Quelle est la place du travail dans la vie des Suisses ?

La Suisse fait partie des quelques pays européens où la durée moyenne du travail est très élevée. En réalité, la situation varie beaucoup selon le sexe. Les hommes suisses connaissent des durées du travail très au-dessus de la moyenne européenne, alors que les Suissesses travaillent beaucoup plus souvent que leurs voisines européennes à temps partiel.


Selon vous, que ce serait-il passé dans les années à venir si les Suisses et les Suissesses avaient accepté l’initiative ?

Défendue par l’organisation syndicale faîtière Travail Suisse, l’argumentaire en faveur de l’initiative se fondait sur deux arguments principaux : les effets délétères pour la santé des travailleurs / travailleuses de l’intensification actuelle des rythmes de travail (représentant des dépenses élevées pour l’Assurance-invalidité, notamment) et les difficultés de « conciliation » de la vie professionnelle et familiale induites par les durées élevées de travail. Pour leur part, les opposants à l’initiative ont surtout mis l’accent sur les risques en matière de compétitivité des entreprises suisses en cas d’augmentation des congés payés et ont brandi la menace d’une augmentation potentielle des taux de chômage.


Quels sont selon vous les facteurs qui ont favorisé ce rejet massif de l’initiative ?

De toute évidence, l’argument économique s’est avéré beaucoup plus convaincant que l’argument en faveur de la santé et du bien-être des salarié·e·s. Il faudrait évidemment mener des recherches plus approfondies pour comprendre précisément ce qui a motivé ce choix, mais l’on peut déjà noter que, dans toutes les enquêtes menées sur ce sujet, les Suisses déclarent des niveaux de satisfaction au travail qui sont largement supérieurs à ceux que l’on trouve dans la plupart des pays voisins. Indépendamment des conditions objectives de travail (horaires, salaraires, etc.), ces résultats témoignent surtout de l’attachement fort des Suisses à la « valeur travail » et c’est bien cela qui semble avoir primé lors de cette votation.

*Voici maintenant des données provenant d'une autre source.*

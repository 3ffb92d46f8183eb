//! Protocol server subsystem.
//!
//! # Data Flow
//! ```text
//! MuxListener (handed-off connections)
//!     → Framework::serve (accept loop owned by the framework)
//!     → rpc.rs (axum router, middleware)
//!     → status.rs (handlers)
//! ```
//!
//! # Design Decisions
//! - Handlers only depend on [`Framework`], never on axum directly
//! - Stopping is a request; `serve` returns once in-flight work is finished

use std::future::Future;

use crate::net::mux_listener::MuxListener;

pub mod rpc;
pub mod status;

pub use rpc::RpcServer;

/// A server that accepts from a listener and can be asked to stop.
pub trait Framework: Send + Sync + 'static {
    /// Terminal error of the serve loop or of a stop request.
    type Error: std::error::Error + Send + Sync + 'static;

    /// Run the accept loop on `listener` until stopped or failed.
    fn serve(&self, listener: MuxListener) -> impl Future<Output = Result<(), Self::Error>> + Send;

    /// Stop accepting and let in-flight work finish.
    fn stop(&self) -> Result<(), Self::Error>;
}
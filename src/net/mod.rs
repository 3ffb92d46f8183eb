//! Network layer subsystem.
//!
//! # Data Flow
//! ```text
//! Incoming TCP connection
//!     → listener.rs (accept, connection limits)
//!     → dispatcher.rs (read protocol byte, pick handler)
//!     → connection.rs (owned stream + peer address + permit)
//!     → handoff.rs (rendezvous with the protocol server)
//!     → mux_listener.rs (accept() for the protocol server)
//! ```
//!
//! # Design Decisions
//! - One physical socket, many protocols
//! - No buffering between dispatcher and protocol server: a handoff completes
//!   only when the server takes the connection
//! - The connection-limit permit travels with the connection

pub mod connection;
pub mod dispatcher;
pub mod handoff;
pub mod listener;
pub mod mux_listener;

pub use connection::{Connection, ConnectionId};
pub use dispatcher::Dispatcher;
pub use handoff::{handoff, HandoffError, HandoffReceiver, HandoffSender};
pub use listener::{Listener, ListenerError};
pub use mux_listener::MuxListener;
//! Protocol multiplexing on a single listening socket.
//!
//! An outer dispatcher owns the physical socket and classifies each
//! connection; protocol servers that only know how to accept from a listener
//! are fed through a [`net::MuxListener`] that has no socket of its own.

// Core subsystems
pub mod config;
pub mod handler;
pub mod net;
pub mod server;

// Background reporting
pub mod usage;

// Cross-cutting concerns
pub mod lifecycle;
pub mod observability;

pub use config::MuxConfig;
pub use handler::{Handler, HandlerError, HandlerState};
pub use lifecycle::{Agent, Shutdown};
pub use net::{Connection, MuxListener};
pub use server::{Framework, RpcServer};
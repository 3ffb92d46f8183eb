//! OS signal handling.
//!
//! # Design Decisions
//! - Uses Tokio's signal handling (async-safe)
//! - SIGINT and SIGTERM both request a graceful shutdown

/// Wait for Ctrl+C or, on unix, SIGTERM.
///
/// If a handler cannot be installed that source is ignored and the other
/// one is still honoured.
pub async fn wait_for_signal() {
    let ctrl_c = async {
        if let Err(e) = tokio::signal::ctrl_c().await {
            tracing::error!(error = %e, "Failed to install Ctrl+C handler");
            std::future::pending::<()>().await;
        }
    };

    #[cfg(unix)]
    let terminate = async {
        use tokio::signal::unix::{signal, SignalKind};
        match signal(SignalKind::terminate()) {
            Ok(mut stream) => {
                stream.recv().await;
            }
            Err(e) => {
                tracing::error!(error = %e, "Failed to install SIGTERM handler");
                std::future::pending::<()>().await;
            }
        }
    };

    #[cfg(not(unix))]
    let terminate = std::future::pending::<()>();

    tokio::select! {
        _ = ctrl_c => tracing::info!("Ctrl+C received"),
        _ = terminate => tracing::info!("SIGTERM received"),
    }
}
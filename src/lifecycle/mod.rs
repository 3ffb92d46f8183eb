//! Lifecycle management subsystem.
//!
//! # Data Flow
//! ```text
//! Startup (startup.rs):
//!     Load config → Validate → Bind listener → Build handler → Start tasks
//!
//! Shutdown (shutdown.rs):
//!     Signal received → Stop dispatcher → Stop RPC server → Stop reporter
//!
//! Signals (signals.rs):
//!     SIGTERM/SIGINT → Trigger graceful shutdown
//! ```
//!
//! # Design Decisions
//! - Ordered startup: config first, then listener, then protocol servers
//! - Ordered shutdown: stop accepting, drain, stop background tasks

pub mod shutdown;
pub mod signals;
pub mod startup;

pub use shutdown::{Shutdown, ShutdownSignal};
pub use startup::{Agent, StartupError};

Pourquoi le « non » massif est-il si incompréhensible pour les voisins européens de la Suisse ?

Les résultats de cette votation ont surtout été accueillis avec une certaine incrédulité en France, où la réduction du temps de travail et l’augmentation des congés payés sont généralement perçus comme un facteur de bien-être par les salarié·e·s. Certes, les employeurs se sont également mobilisés en faveur d’un assouplissement de la Loi Aubry de 2001 sur les 35 heures, mais celle-ci demeure une référence dans beaucoup de secteurs d’activité. Lors de son adoption en France, cette mesure de réduction du temps de travail était surtout présentée comme une solution au chômage (partage du travail entre un plus grand nombre de travailleurs) et non pas comme un risque pour la performance économique du pays. Assez curieusement, pourtant, même avec ces durées réduites de travail et ce supplément de vacances (5 semaines), les Français et les Françaises se déclarent moins satisfait·e·s de leur situation de travail que les Suisses et les Suissesses…


Est-ce que deux semaines de vacances en plus améliorerait la santé des travailleurs et travailleuses suisses?

L’intensification des rythmes de travail et leurs effets négatifs sur la santé des travailleurs sont des réalités confirmées à maintes reprises dans la littérature scientifique. Il n’empêche, les recherches récentes tendent à suggérer qu’une réduction des durées quotidiennes ou hebdomadaires de travail offrirait une meilleure solution à ces problèmes, et aux difficultés de « conciliation » des temps de vie, que l’octroi de semaines supplémentaires de vacances.


Qui est selon vous gagnant avec ce rejet et pourquoi ?

Il s’agit là d’une victoire très nette pour les entreprises et les employeurs, qui ont emporté l’adhésion du plus grand nombre. Néanmoins, les syndicats peuvent se féliciter d’avoir réussi à inscrire la question de la durée et des rythmes de travail à l’agenda d’un grand débat national. De mon point de vue, avec le vieillissement de la population et l’allongement de la vie active, ce sont là des questions qui devront être prises très au sérieux par les responsables politiques au cours des années à venir.